### Source data ###

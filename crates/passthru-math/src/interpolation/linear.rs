//! Two-point linear interpolation.

use crate::error::{MathError, MathResult};

/// Interpolates linearly between `(x0, y0)` and `(x1, y1)` at `x`.
///
/// `x` is not required to lie inside the bracket; callers that need a
/// strict bracket check it themselves.
///
/// # Example
///
/// ```rust
/// use passthru_math::interpolation::linear;
///
/// let y = linear(60.0, 4.09, 84.0, 4.08, 72.0).unwrap();
/// assert!((y - 4.085).abs() < 1e-12);
/// ```
///
/// # Errors
///
/// Returns `MathError::DivisionByZero` if `x0 == x1`.
pub fn linear(x0: f64, y0: f64, x1: f64, y1: f64, x: f64) -> MathResult<f64> {
    let h = x1 - x0;
    if h == 0.0 {
        return Err(MathError::DivisionByZero { value: h });
    }
    Ok(y0 + (y1 - y0) * (x - x0) / h)
}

###

* _Required action_
All of the material must be written out again exactly.

* _Solution for this exercise_
filename crates/passthru-math/src/interpolation/linear.rs
//! Two-point linear interpolation.

use crate::error::{MathError, MathResult};

/// Interpolates linearly between `(x0, y0)` and `(x1, y1)` at `x`.
///
/// `x` is not required to lie inside the bracket; callers that need a
/// strict bracket check it themselves.
///
/// # Example
///
/// ```rust
/// use passthru_math::interpolation::linear;
///
/// let y = linear(60.0, 4.09, 84.0, 4.08, 72.0).unwrap();
/// assert!((y - 4.085).abs() < 1e-12);
/// ```
///
/// # Errors
///
/// Returns `MathError::DivisionByZero` if `x0 == x1`.
pub fn linear(x0: f64, y0: f64, x1: f64, y1: f64, x: f64) -> MathResult<f64> {
    let h = x1 - x0;
    if h == 0.0 {
        return Err(MathError::DivisionByZero { value: h });
    }
    Ok(y0 + (y1 - y0) * (x - x0) / h)
}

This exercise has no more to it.